SEPTEMBER 9TH, 2018: TWENTY-THIRD SUNDAY OF THE YEAR
Thus says the LORD:
Say to those whose hearts are frightened:
Be strong, fear not!
Here is your God,
he comes with vindication;
with divine recompense
he comes to save you.
Then will the eyes of the blind be opened,
the ears of the deaf be cleared;
then will the lame leap like a stag,
then the tongue of the mute will sing.
Streams will burst forth in the desert,
and rivers in the steppe.
The burning sands will become pools,
and the thirsty ground, springs of water.
My brothers and sisters, show no partiality
as you adhere to the faith in our glorious Lord Jesus Christ.
For if a man with gold rings and fine clothes
comes into your assembly,
and a poor person in shabby clothes also comes in,
and you pay attention to the one wearing the fine clothes
and say, “Sit here, please, ”
while you say to the poor one, “Stand there, ” or “Sit at my feet, ”
have you not made distinctions among yourselves
and become judges with evil designs?
Listen, my beloved brothers and sisters.
Did not God choose those who are poor in the world
to be rich in faith and heirs of the kingdom
that he promised to those who love him?
Again Jesus left the district of Tyre
and went by way of Sidon to the Sea of Galilee,
into the district of the Decapolis.
And people brought to him a deaf man who had a speech impediment
and begged him to lay his hand on him.
He took him off by himself away from the crowd.
He put his finger into the man’s ears
and, spitting, touched his tongue;
then he looked up to heaven and groaned, and said to him,
“Ephphatha!”— that is, “Be opened!” —
And immediately the man’s ears were opened,
his speech impediment was removed,
and he spoke plainly.
He ordered them not to tell anyone.
But the more he ordered them not to,
the more they proclaimed it.
They were exceedingly astonished and they said,
“He has done all things well.
He makes the deaf hear and the mute speak.”
Counter to popular wisdom, gospel miracles aren’t supposed to prove Jesus is God; the evangelists provided them to us to convince us what kind of a God he is. If the communities for whom the gospels were originally written weren’t already convinced this unique Palestinian carpenter was God, they wouldn’t be reading the gospels in the first place.

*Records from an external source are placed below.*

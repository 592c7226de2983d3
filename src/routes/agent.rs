//! Endpoints used by AI agents. Writes are attributed to the participant
//! named in the `X-Agent-Id` header.

use axum::{
    extract::{Path, Query, State},
    http::{HeaderMap, StatusCode},
    Json,
};
use diesel::PgConnection;
use serde::{Deserialize, Serialize};
use serde_json::{json, Value};
use uuid::Uuid;

use crate::enums::AnnotationStatus;
use crate::error::{AppError, AppResult};
use crate::models::Participant;
use crate::services::{annotations, decisions, documents, sessions};
use crate::state::AppState;
use crate::views::{
    annotation_views, decision_views, document_view, version_views, AnnotationView, DecisionView,
};

use super::annotations::{thread_views, AnnotationQuery};
use super::documents::{CreateDocumentRequest, DocumentListQuery, UpdateDocumentRequest};
use super::{agent_id, ensure_member, parse_id, required, truthy};

const INVALID_ID: &str = "ID invalide";

#[derive(Debug, Default, Deserialize)]
pub struct ReadDocumentQuery {
    pub include_annotations: Option<String>,
    pub include_versions: Option<String>,
}

#[derive(Deserialize)]
pub struct RespondRequest {
    pub content: Option<String>,
}

#[derive(Serialize)]
pub struct SessionSummary {
    pub id: Uuid,
    pub title: String,
    pub status: String,
}

#[derive(Serialize)]
pub struct SessionStatistics {
    pub total_documents: i64,
    pub open_annotations: i64,
    pub untreated_annotations: i64,
    pub pending_decisions: i64,
    pub online_participants: usize,
}

#[derive(Serialize)]
pub struct SessionStatusView {
    pub session: SessionSummary,
    pub statistics: SessionStatistics,
    pub decisions: Vec<DecisionView>,
    pub priority_annotations: Vec<AnnotationView>,
}

/// Agent named by `X-Agent-Id`, which must belong to `session_id`.
fn agent(
    conn: &mut PgConnection,
    headers: &HeaderMap,
    session_id: Uuid,
) -> AppResult<Option<Participant>> {
    match agent_id(headers)? {
        Some(id) => {
            let participant = sessions::find_participant(conn, id)?;
            ensure_member(participant, session_id).map(Some)
        }
        None => Ok(None),
    }
}

pub async fn list_documents(
    State(state): State<AppState>,
    Path(id): Path<String>,
    Query(query): Query<DocumentListQuery>,
) -> AppResult<Json<Value>> {
    let session_id = parse_id(&id, INVALID_ID)?;
    let (parent_id, doc_type) = query.parse()?;
    let mut conn = state.db()?;
    let session = sessions::find_session(&mut conn, session_id)?;
    let rows = documents::list_documents(&mut conn, session.id, parent_id, doc_type)?;
    let views: Vec<_> = rows.iter().map(|doc| document_view(doc, false)).collect();
    Ok(Json(json!({ "documents": views })))
}

/// Full document, optionally with its annotations and version history.
pub async fn read_document(
    State(state): State<AppState>,
    Path(id): Path<String>,
    Query(query): Query<ReadDocumentQuery>,
) -> AppResult<Json<Value>> {
    let document_id = parse_id(&id, INVALID_ID)?;
    let mut conn = state.db()?;
    let document = documents::find_document(&mut conn, document_id)?;
    let mut body = serde_json::to_value(document_view(&document, true))?;

    if truthy(query.include_annotations.as_deref()) {
        let roots = annotations::list_document_annotations(
            &mut conn,
            document.id,
            &Default::default(),
        )?;
        body["annotations"] = serde_json::to_value(thread_views(&mut conn, roots)?)?;
    }
    if truthy(query.include_versions.as_deref()) {
        let versions = documents::list_versions(&mut conn, document.id)?;
        body["versions"] = serde_json::to_value(version_views(&mut conn, versions, false)?)?;
    }

    Ok(Json(body))
}

pub async fn create_document(
    State(state): State<AppState>,
    Path(id): Path<String>,
    headers: HeaderMap,
    Json(payload): Json<CreateDocumentRequest>,
) -> AppResult<(StatusCode, Json<Value>)> {
    let session_id = parse_id(&id, INVALID_ID)?;
    let input = payload.into_input()?;
    let mut conn = state.db()?;
    let session = sessions::find_session(&mut conn, session_id)?;
    let author = agent(&mut conn, &headers, session.id)?;

    let document = documents::create_document(
        &mut conn,
        state.publisher.as_ref(),
        session.id,
        input,
        author.as_ref(),
    )?;
    if let Some(author) = &author {
        tracing::info!(agent_id = %author.id, document_id = %document.id, "agent created document");
    }
    Ok((
        StatusCode::CREATED,
        Json(serde_json::to_value(document_view(&document, true))?),
    ))
}

pub async fn update_document(
    State(state): State<AppState>,
    Path(id): Path<String>,
    headers: HeaderMap,
    Json(payload): Json<UpdateDocumentRequest>,
) -> AppResult<Json<Value>> {
    let document_id = parse_id(&id, INVALID_ID)?;
    let patch = payload.patch()?;
    let mut conn = state.db()?;
    let document = documents::find_document(&mut conn, document_id)?;
    let author = agent(&mut conn, &headers, document.session_id)?;

    let updated = documents::update_document(
        &mut conn,
        state.publisher.as_ref(),
        &document,
        patch,
        author.as_ref(),
        payload.change_description.clone(),
    )?;
    Ok(Json(serde_json::to_value(document_view(&updated, true))?))
}

pub async fn delete_document(
    State(state): State<AppState>,
    Path(id): Path<String>,
    headers: HeaderMap,
) -> AppResult<StatusCode> {
    let document_id = parse_id(&id, INVALID_ID)?;
    let requested_by = agent_id(&headers)?;
    let mut conn = state.db()?;
    let document = documents::find_document(&mut conn, document_id)?;
    let removed = documents::delete_document(&mut conn, state.publisher.as_ref(), &document)?;
    tracing::info!(
        document_id = %document.id,
        agent_id = ?requested_by,
        removed = removed.len(),
        "agent deleted document"
    );
    Ok(StatusCode::NO_CONTENT)
}

pub async fn document_annotations(
    State(state): State<AppState>,
    Path(id): Path<String>,
    Query(query): Query<AnnotationQuery>,
) -> AppResult<Json<Value>> {
    let document_id = parse_id(&id, INVALID_ID)?;
    let filters = query.filters()?;
    let mut conn = state.db()?;
    let document = documents::find_document(&mut conn, document_id)?;
    let rows = annotations::list_document_annotations(&mut conn, document.id, &filters)?;
    Ok(Json(json!({ "annotations": annotation_views(&mut conn, rows)? })))
}

/// Session-wide listing. `author_id` is not a filter here.
pub async fn session_annotations(
    State(state): State<AppState>,
    Path(id): Path<String>,
    Query(query): Query<AnnotationQuery>,
) -> AppResult<Json<Value>> {
    let session_id = parse_id(&id, INVALID_ID)?;
    let mut filters = query.filters()?;
    filters.author_id = None;
    let mut conn = state.db()?;
    let session = sessions::find_session(&mut conn, session_id)?;
    let rows = annotations::list_session_annotations(&mut conn, session.id, &filters)?;
    Ok(Json(json!({ "annotations": annotation_views(&mut conn, rows)? })))
}

/// Overview an agent polls to decide what to work on next.
pub async fn session_status(
    State(state): State<AppState>,
    Path(id): Path<String>,
) -> AppResult<Json<SessionStatusView>> {
    let session_id = parse_id(&id, INVALID_ID)?;
    let mut conn = state.db()?;
    let session = sessions::find_session(&mut conn, session_id)?;

    let total_documents = documents::count_session_documents(&mut conn, session.id)?;
    let open_annotations = annotations::count_by_status(
        &mut conn,
        session.id,
        AnnotationStatus::Open,
    )?;
    let untreated_annotations = annotations::count_untreated(&mut conn, session.id)?;
    let pending_decisions = decisions::count_pending(&mut conn, session.id)?;
    let online_participants = sessions::online_participants(&mut conn, session.id)?.len();

    let decision_rows = decisions::list_decisions(&mut conn, session.id, None, None)?;
    let decision_list = decision_views(&mut conn, decision_rows)?;
    let priority_rows = annotations::priority_annotations(&mut conn, session.id)?;
    let priority_annotations = annotation_views(&mut conn, priority_rows)?;

    Ok(Json(SessionStatusView {
        session: SessionSummary {
            id: session.id,
            title: session.title,
            status: session.status,
        },
        statistics: SessionStatistics {
            total_documents,
            open_annotations,
            untreated_annotations,
            pending_decisions,
            online_participants,
        },
        decisions: decision_list,
        priority_annotations,
    }))
}

pub async fn respond_to_annotation(
    State(state): State<AppState>,
    Path(id): Path<String>,
    headers: HeaderMap,
    Json(payload): Json<RespondRequest>,
) -> AppResult<(StatusCode, Json<AnnotationView>)> {
    let annotation_id = parse_id(&id, INVALID_ID)?;
    let content = required(payload.content.as_deref(), "Le contenu est requis")?;
    let mut conn = state.db()?;
    let parent = annotations::find_annotation(&mut conn, annotation_id)?;
    let document = documents::find_document(&mut conn, parent.document_id)?;
    let author = agent(&mut conn, &headers, document.session_id)?.ok_or_else(|| {
        AppError::bad_request("Un auteur est requis pour répondre à une annotation")
    })?;

    let reply = annotations::create_reply(
        &mut conn,
        state.publisher.as_ref(),
        &parent,
        content,
        &author,
    )?;
    let view = annotation_views(&mut conn, vec![reply])?
        .pop()
        .ok_or_else(|| AppError::not_found("Annotation non trouvée"))?;
    Ok((StatusCode::CREATED, Json(view)))
}

/// Marks the annotation as taken into account by the agent.
pub async fn acknowledge_annotation(
    State(state): State<AppState>,
    Path(id): Path<String>,
) -> AppResult<Json<AnnotationView>> {
    let annotation_id = parse_id(&id, INVALID_ID)?;
    let mut conn = state.db()?;
    let annotation = annotations::find_annotation(&mut conn, annotation_id)?;
    let updated =
        annotations::mark_taken_into_account(&mut conn, state.publisher.as_ref(), &annotation)?;
    annotation_views(&mut conn, vec![updated])?
        .pop()
        .map(Json)
        .ok_or_else(|| AppError::not_found("Annotation non trouvée"))
}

Just because someone believes in God, he or she might not believe in the kind of God the gospel Jesus of Nazareth proclaimed. There are all sorts of images of God.
For instance, during the movie Silver Linings Playbook the Bradley Cooper character throws his copy of Hemingway’s Farewell to Arms through his closed bedroom window, abruptly waking up his parents and the neighbors in the middle of the night. Like so many other people reaching the end of this famous book, Cooper doesn’t agree with the vengeful, destructive concept of God Hemmingway provides. He wasn’t expecting that kind of ending based on the God he’d heard preached in church.
This “God-imaging” thing goes beyond gospels. First-Isaiah engages in it in today’s first reading. Unlike Jeremiah, who at one point refers to Yahweh as a wadi – a dangerous, undependable stream of water – Isaiah has only good things to say about God in this passage. She/he vindicates our cause, offers salvation, gives sight to the blind, ears to the deaf, new legs to the lame and provides us with constant, life-giving water. Certainly a person you’d always like to have around.
Mark’s Jesus continues with part of that imagery in our gospel pericope by restoring sound and speech to the handicapped man he encounters “in the district of the Decapolis.” Notice how often all the evangelists paint a picture of Jesus curing a deaf or blind person. They seem to revel in reminding their readers that they follow a Jesus who helps us see and hear things which others never notice. For people of faith, seeing and hearing is now on a different level.
This is especially the case in our James passage. The author demands we look at the poor through the eyes of the person we’re trying to imitate. No longer do we notice just a person “in shabby clothes.” We now see someone “rich in faith and an heir of the kingdom.” Though we normally zero in on a rich person’s “gold rings and fine clothes,” and give him/her a place of honor at the community’s gatherings, people of faith no longer classify people based on those distinctions.
This reminds me of a well-known Thomas Merton quote I recently posted on my Facebook page: “Our job is to love others without stopping to inquire whether or not they are worthy.” After reading it, one of my “friends” reminded me that Pope Francis has said something similar. “When we encounter a beggar, it’s our place to give generously; it’s their place to spend it wisely.”
Whether we like to admit it or not, in the gospels we encounter a God in Jesus of Nazareth who often reminded his followers that the God he follows causes it to rain on good people and bad people alike. If we had our druthers, we’d most probably reward the good and punish the bad. Why should we give bad people good things?
It takes Christians like Francis, Merton and James to remind us that we often find a different image of God in the book we employ during our liturgies. If we weren’t taught in our grade school catechism classes that “desecrating” holy objects is a sacrilege, I presume a lot of our homes would have battered bibles in their front yards, and broken windows in their upstairs bedrooms. Maybe Bradley Cooper wasn’t that far off.